● WORK ORDER
Transcribe all of the listing below in full.
>>>
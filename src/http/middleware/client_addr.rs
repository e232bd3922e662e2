//! Client address resolution.
//!
//! Resolves the address logged as `client.address`: `x-real-ip`, then the
//! first hop of `x-forwarded-for`, then the TCP peer, else `unknown`.

use std::net::SocketAddr;

use axum::{
    extract::{ConnectInfo, Request},
    http::HeaderMap,
    middleware::Next,
    response::Response,
};

const X_REAL_IP: &str = "x-real-ip";
const X_FORWARDED_FOR: &str = "x-forwarded-for";

/// Resolved client address, stored in request extensions.
#[derive(Debug, Clone, PartialEq, Eq)]
pub struct ClientAddr(pub String);

/// Pick the client address from proxy headers or the peer address.
pub fn resolve(headers: &HeaderMap, peer: Option<SocketAddr>) -> String {
    let header = |name: &str| {
        headers
            .get(name)
            .and_then(|v| v.to_str().ok())
            .map(str::trim)
            .filter(|v| !v.is_empty())
    };

    if let Some(ip) = header(X_REAL_IP) {
        return ip.to_string();
    }
    if let Some(first) = header(X_FORWARDED_FOR)
        .and_then(|list| list.split(',').next())
        .map(str::trim)
        .filter(|v| !v.is_empty())
    {
        return first.to_string();
    }
    match peer {
        Some(addr) => addr.to_string(),
        None => "unknown".to_string(),
    }
}

pub async fn resolve_client_addr(mut request: Request, next: Next) -> Response {
    let peer = request
        .extensions()
        .get::<ConnectInfo<SocketAddr>>()
        .map(|ConnectInfo(addr)| *addr);
    let addr = resolve(request.headers(), peer);
    request.extensions_mut().insert(ClientAddr(addr));
    next.run(request).await
}
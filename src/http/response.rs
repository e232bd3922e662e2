//! JSON response bodies.
//!
//! # Responsibilities
//! - Define the wire shape of every JSON body the service returns
//! - Turn error bodies into complete responses (status + JSON)
//!
//! # Design Decisions
//! - Timestamps are UTC and serialize as RFC3339
//! - Optional fields are omitted, never sent as `null`

use axum::http::StatusCode;
use axum::response::{IntoResponse, Json, Response};
use chrono::{DateTime, Utc};
use serde::{Deserialize, Serialize};

/// Generic status body used by `/ping` and `/ready`.
#[derive(Debug, Clone, Serialize, Deserialize)]
pub struct StatusResponse {
    pub status: String,
    pub message: String,
    pub time: DateTime<Utc>,
}

impl StatusResponse {
    pub fn new(status: &str, message: &str) -> Self {
        Self {
            status: status.to_string(),
            message: message.to_string(),
            time: Utc::now(),
        }
    }
}

#[derive(Debug, Clone, Serialize, Deserialize)]
pub struct HealthResponse {
    pub status: String,
    /// Human-readable process uptime, e.g. `1.503s`.
    pub uptime: String,
}

/// Error body: `{"status":"error","error":...,"message":...}`.
#[derive(Debug, Clone, Serialize, Deserialize)]
pub struct ErrorResponse {
    pub status: String,
    pub error: String,
    #[serde(skip_serializing_if = "Option::is_none")]
    pub message: Option<String>,
}

impl ErrorResponse {
    pub fn new(error: &str, message: Option<String>) -> Self {
        Self {
            status: "error".to_string(),
            error: error.to_string(),
            message,
        }
    }

    /// Pair this body with a status code.
    pub fn with_status(self, status: StatusCode) -> Response {
        (status, Json(self)).into_response()
    }
}

#[cfg(test)]
mod tests {
    use super::*;

    #[test]
    fn status_response_shape() {
        let body = serde_json::to_value(StatusResponse::new("success", "pong")).unwrap();
        assert_eq!(body["status"], "success");
        assert_eq!(body["message"], "pong");
        let time = body["time"].as_str().unwrap();
        assert!(DateTime::parse_from_rfc3339(time).is_ok());
    }

    #[test]
    fn error_response_omits_missing_message() {
        let body = serde_json::to_value(ErrorResponse::new("internal server error", None)).unwrap();
        assert_eq!(body, serde_json::json!({"status": "error", "error": "internal server error"}));
    }

    #[test]
    fn error_response_carries_status() {
        let response = ErrorResponse::new("not found", Some("no route for /nope".into()))
            .with_status(StatusCode::NOT_FOUND);
        assert_eq!(response.status(), StatusCode::NOT_FOUND);
        assert_eq!(
            response.headers()["content-type"],
            "application/json"
        );
    }
}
<<<
● SOLUTION
filename src/http/middleware/client_addr.rs
repository e232bd3922e662e2
//! Client address resolution.
//!
//! Resolves the address logged as `client.address`: `x-real-ip`, then the
//! first hop of `x-forwarded-for`, then the TCP peer, else `unknown`.

use std::net::SocketAddr;

use axum::{
    extract::{ConnectInfo, Request},
    http::HeaderMap,
    middleware::Next,
    response::Response,
};

const X_REAL_IP: &str = "x-real-ip";
const X_FORWARDED_FOR: &str = "x-forwarded-for";

/// Resolved client address, stored in request extensions.
#[derive(Debug, Clone, PartialEq, Eq)]
pub struct ClientAddr(pub String);

/// Pick the client address from proxy headers or the peer address.
pub fn resolve(headers: &HeaderMap, peer: Option<SocketAddr>) -> String {
    let header = |name: &str| {
        headers
            .get(name)
            .and_then(|v| v.to_str().ok())
            .map(str::trim)
            .filter(|v| !v.is_empty())
    };

    if let Some(ip) = header(X_REAL_IP) {
        return ip.to_string();
    }
    if let Some(first) = header(X_FORWARDED_FOR)
        .and_then(|list| list.split(',').next())
        .map(str::trim)
        .filter(|v| !v.is_empty())
    {
        return first.to_string();
    }
    match peer {
        Some(addr) => addr.to_string(),
        None => "unknown".to_string(),
    }
}

pub async fn resolve_client_addr(mut request: Request, next: Next) -> Response {
    let peer = request
        .extensions()
        .get::<ConnectInfo<SocketAddr>>()
        .map(|ConnectInfo(addr)| *addr);
    let addr = resolve(request.headers(), peer);
    request.extensions_mut().insert(ClientAddr(addr));
    next.run(request).await
}
filename src/http/response.rs
repository e232bd3922e662e2
//! JSON response bodies.
//!
//! # Responsibilities
//! - Define the wire shape of every JSON body the service returns
//! - Turn error bodies into complete responses (status + JSON)
//!
//! # Design Decisions
//! - Timestamps are UTC and serialize as RFC3339
//! - Optional fields are omitted, never sent as `null`

use axum::http::StatusCode;
use axum::response::{IntoResponse, Json, Response};
use chrono::{DateTime, Utc};
use serde::{Deserialize, Serialize};

/// Generic status body used by `/ping` and `/ready`.
#[derive(Debug, Clone, Serialize, Deserialize)]
pub struct StatusResponse {
    pub status: String,
    pub message: String,
    pub time: DateTime<Utc>,
}

impl StatusResponse {
    pub fn new(status: &str, message: &str) -> Self {
        Self {
            status: status.to_string(),
            message: message.to_string(),
            time: Utc::now(),
        }
    }
}

#[derive(Debug, Clone, Serialize, Deserialize)]
pub struct HealthResponse {
    pub status: String,
    /// Human-readable process uptime, e.g. `1.503s`.
    pub uptime: String,
}

/// Error body: `{"status":"error","error":...,"message":...}`.
#[derive(Debug, Clone, Serialize, Deserialize)]
pub struct ErrorResponse {
    pub status: String,
    pub error: String,
    #[serde(skip_serializing_if = "Option::is_none")]
    pub message: Option<String>,
}

impl ErrorResponse {
    pub fn new(error: &str, message: Option<String>) -> Self {
        Self {
            status: "error".to_string(),
            error: error.to_string(),
            message,
        }
    }

    /// Pair this body with a status code.
    pub fn with_status(self, status: StatusCode) -> Response {
        (status, Json(self)).into_response()
    }
}

#[cfg(test)]
mod tests {
    use super::*;

    #[test]
    fn status_response_shape() {
        let body = serde_json::to_value(StatusResponse::new("success", "pong")).unwrap();
        assert_eq!(body["status"], "success");
        assert_eq!(body["message"], "pong");
        let time = body["time"].as_str().unwrap();
        assert!(DateTime::parse_from_rfc3339(time).is_ok());
    }

    #[test]
    fn error_response_omits_missing_message() {
        let body = serde_json::to_value(ErrorResponse::new("internal server error", None)).unwrap();
        assert_eq!(body, serde_json::json!({"status": "error", "error": "internal server error"}));
    }

    #[test]
    fn error_response_carries_status() {
        let response = ErrorResponse::new("not found", Some("no route for /nope".into()))
            .with_status(StatusCode::NOT_FOUND);
        assert_eq!(response.status(), StatusCode::NOT_FOUND);
        assert_eq!(
            response.headers()["content-type"],
            "application/json"
        );
    }
}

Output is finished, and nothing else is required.